Во-первых: талантливый режиссер-кинодокументалист, Дворниченко по ряду причин не сумела снять в 1975 полностью “свой” фильм о Шостаковиче. Он — перед нами, и это шедевр. Когда понимаешь, что автор — не музыковед и не писатель, что он оперирует документальными кинокадрами, даже пусть и словесными, структура книги становится прямо-таки кристаллической; ее грани — Шостакович и Шостакович, Шостакович и его письма друзьям, Шостакович и воспоминания о нем, Шостакович и власть, Шостакович и “глас советского народа” в прессе, Шостакович и его жены, Шостакович и его дети, Шостакович и его фарисейство, Шостакович и его депутатство, Шостакович и его музыка, Шостакович и Стравинский, Шостакович и Прокофьев, Шостакович и Чехов, Шостакович и Лермонтов и многое другое; ее морской хаос предстает стройным потоком биографии и творческой эволюции, а казавшийся поначалу невообразимым объем как-то сжимается и концентрируется; книгу можно теперь многажды перечитывать. Уровень мастерства в обращении с материалом совершенно фантастичен, здесь практически нет “дикторского” текста (исключение — вступление и эпилог да мини-эссе “Прокофьев и Шостакович” на две-три страницы), пояснения и связки между документальными фрагментами минимальны, но личностность и оригинальность текста, авторское видение — налицо.

Во-вторых, эта книга есть ненаписанный дневник-воспоминания Шостаковича, “восстановленный” Дворниченко из документального контекста. Постмодернистский проект блестяще удался; ощущение присутствия рядом с композитором в разные периоды его жизни и даже внутри его сознания столь сильно, столь далеко “уводит”, что появление морских склянок, объявляющих конец дня плавания — или какое-то событие корабельной жизни, — почти что физический шок: как будто бы тебя вместе с Шостаковичем внезапно выдернули из внутреннего океана воспоминаний куда-то вовне — на палубу теплохода “Лермонтов” или в мировую историю.

В-третьих, эта книга на самом деле — “партитура событий, в которой обозначены партии свидетелей, участников, а главное — самого композитора”. Слов о музыке немного, но она звучит — в самой структуре, ритме повествования, в скрытой, но точной интонации автора, и это именно музыка Шостаковича. Иногда она столь явственна, что начинаешь ее напевать, и впервые за много лет захотелось ее слушать.

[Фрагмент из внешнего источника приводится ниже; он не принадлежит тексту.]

//! Domain events and the event extractor.
//!
//! Each transition branch records what it did as [`GameEvent`]s on the new
//! snapshot. The extractor turns those into immutable [`EventRecord`]s
//! stamped with the snapshot's version and timestamp, ready to be appended
//! to a durable log.

use super::state::SessionState;
use super::types::{PlayerId, QuestionId, RoundId};
use chrono::{DateTime, Utc};
use derive_getters::Getters;
use serde::{Deserialize, Serialize};
use std::collections::BTreeMap;
use tracing::{debug, instrument};

/// Which window ran out.
#[derive(Debug, Clone, Copy, PartialEq, Eq, Hash, strum::Display, Serialize, Deserialize)]
#[serde(rename_all = "snake_case")]
pub enum TimeoutWindow {
    /// Nobody captured in time.
    Capture,
    /// The capturing player did not answer in time.
    Answer,
}

/// Something that happened in a duel.
#[derive(Debug, Clone, PartialEq, Eq, Serialize, Deserialize)]
#[serde(tag = "type", rename_all = "snake_case")]
pub enum GameEvent {
    /// Selection privilege was granted to the first player.
    FirstPlayerSelected {
        /// First player.
        player: PlayerId,
    },
    /// A question was opened for capture.
    QuestionSelected {
        /// Selecting player.
        player: PlayerId,
        /// Round the question belongs to.
        round: RoundId,
        /// Opened question.
        question: QuestionId,
    },
    /// A player won the capture race.
    QuestionCaptured {
        /// Capturing player.
        player: PlayerId,
        /// Captured question.
        question: QuestionId,
    },
    /// The capturing player answered.
    AnswerSubmitted {
        /// Answering player.
        player: PlayerId,
        /// Answered question.
        question: QuestionId,
        /// Submitted text.
        answer: String,
        /// Whether the answer matched.
        correct: bool,
        /// Score change applied to the player.
        score_delta: i64,
        /// Whether the question is now resolved.
        question_closed: bool,
    },
    /// A capture or answer window expired.
    QuestionTimedOut {
        /// Question in play.
        question: QuestionId,
        /// Expired window.
        window: TimeoutWindow,
        /// Capturing player, for answer timeouts.
        player: Option<PlayerId>,
        /// Score change applied to `player`.
        score_delta: i64,
        /// Whether the question is now resolved.
        question_closed: bool,
    },
    /// Every question has been resolved.
    GameCompleted {
        /// Final scores.
        scores: BTreeMap<PlayerId, i64>,
    },
}

impl GameEvent {
    /// Short name of the event kind.
    pub fn kind(&self) -> &'static str {
        match self {
            GameEvent::FirstPlayerSelected { .. } => "first_player_selected",
            GameEvent::QuestionSelected { .. } => "question_selected",
            GameEvent::QuestionCaptured { .. } => "question_captured",
            GameEvent::AnswerSubmitted { .. } => "answer_submitted",
            GameEvent::QuestionTimedOut { .. } => "question_timed_out",
            GameEvent::GameCompleted { .. } => "game_completed",
        }
    }
}

/// An event stamped for the append-only log.
#[derive(Debug, Clone, PartialEq, Eq, Getters, Serialize, Deserialize)]
pub struct EventRecord {
    /// State version the event produced.
    version: u64,
    /// Position within the transition's events.
    index: usize,
    /// When the transition happened.
    occurred_at: Option<DateTime<Utc>>,
    /// The event itself.
    event: GameEvent,
}

/// Derives the ordered events produced by the transition `old` → `new`.
///
/// Returns nothing when `new` is not a later version of `old`, which is
/// the case for no-op ticks and rejected actions.
#[instrument(skip_all, fields(from = old.version(), to = new.version()))]
pub fn extract_events(old: &SessionState, new: &SessionState) -> Vec<EventRecord> {
    if new.version() <= old.version() {
        debug!("No transition, no events");
        return Vec::new();
    }

    let records: Vec<_> = new
        .pending_events()
        .iter()
        .enumerate()
        .map(|(index, event)| EventRecord {
            version: *new.version(),
            index,
            occurred_at: *new.updated_at(),
            event: event.clone(),
        })
        .collect();

    debug!(
        count = records.len(),
        kinds = ?records.iter().map(|r| r.event.kind()).collect::<Vec<_>>(),
        "Extracted events"
    );
    records
}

И в-последних: это книга не только честного и бескомпромиссного исследователя, но искренне и возвышенно любящего человека. Здесь сказано обо всем — о личном и неприятном, веселом и печальном, великом и позорном, но обо всем — с такой деликатностью, сочувствием и приятием, с такой нежностью, что иногда мурашки по телу. Шостакович у Дворниченко — “сын человеческий”, он очень живой. Такова же и его музыка.

А в чем же миф этой книги? Он — самый масштабный. Шостакович — загадка, потому что он стихия — звуковой и человеческий океан или более того: “Это — человек Космоса. Горестный, страдающий и веселый. Описать его — все равно что описать теорию относительности” (композитор Б. Тищенко, из интервью автору). Мы можем в нем жить, но познать его… Зато можно любить и слышать.

Наталья КУРЧАН.

 

1 Так, одной из оригинальнейших книг о личности и музыке Шостаковича стала, по моему мнению, феноменальная (как по уровню профессионализма и таланта, так и по уровню нелепости той самой “твердой позиции”) монография Л. О. Акопяна (2004), исходящего в своей “религиозной” трактовке из наличия в советской жизни, культуре и искусстве некоей новой духовности — “стихийного гностицизма”.

2 Сто лет Шостаковичу, из них тридцать мы живем без него, но с его музыкой, из последних тридцати пятнадцать — явно в другой стране, эпохе, истории. Родились многочисленные “постсоветские” люди, да и наши отцы и матери в этом вихре перемен, кажется, основательно подзабыли, “как это было”, и, может быть, поэтому в последние два-три года с жадностью погружаются в масскультный “советский” телеренессанс — чудовищное скопище модно-гламурных сериальных мифов и эстрадных квазисоветских песенных как-бы-ремиксов.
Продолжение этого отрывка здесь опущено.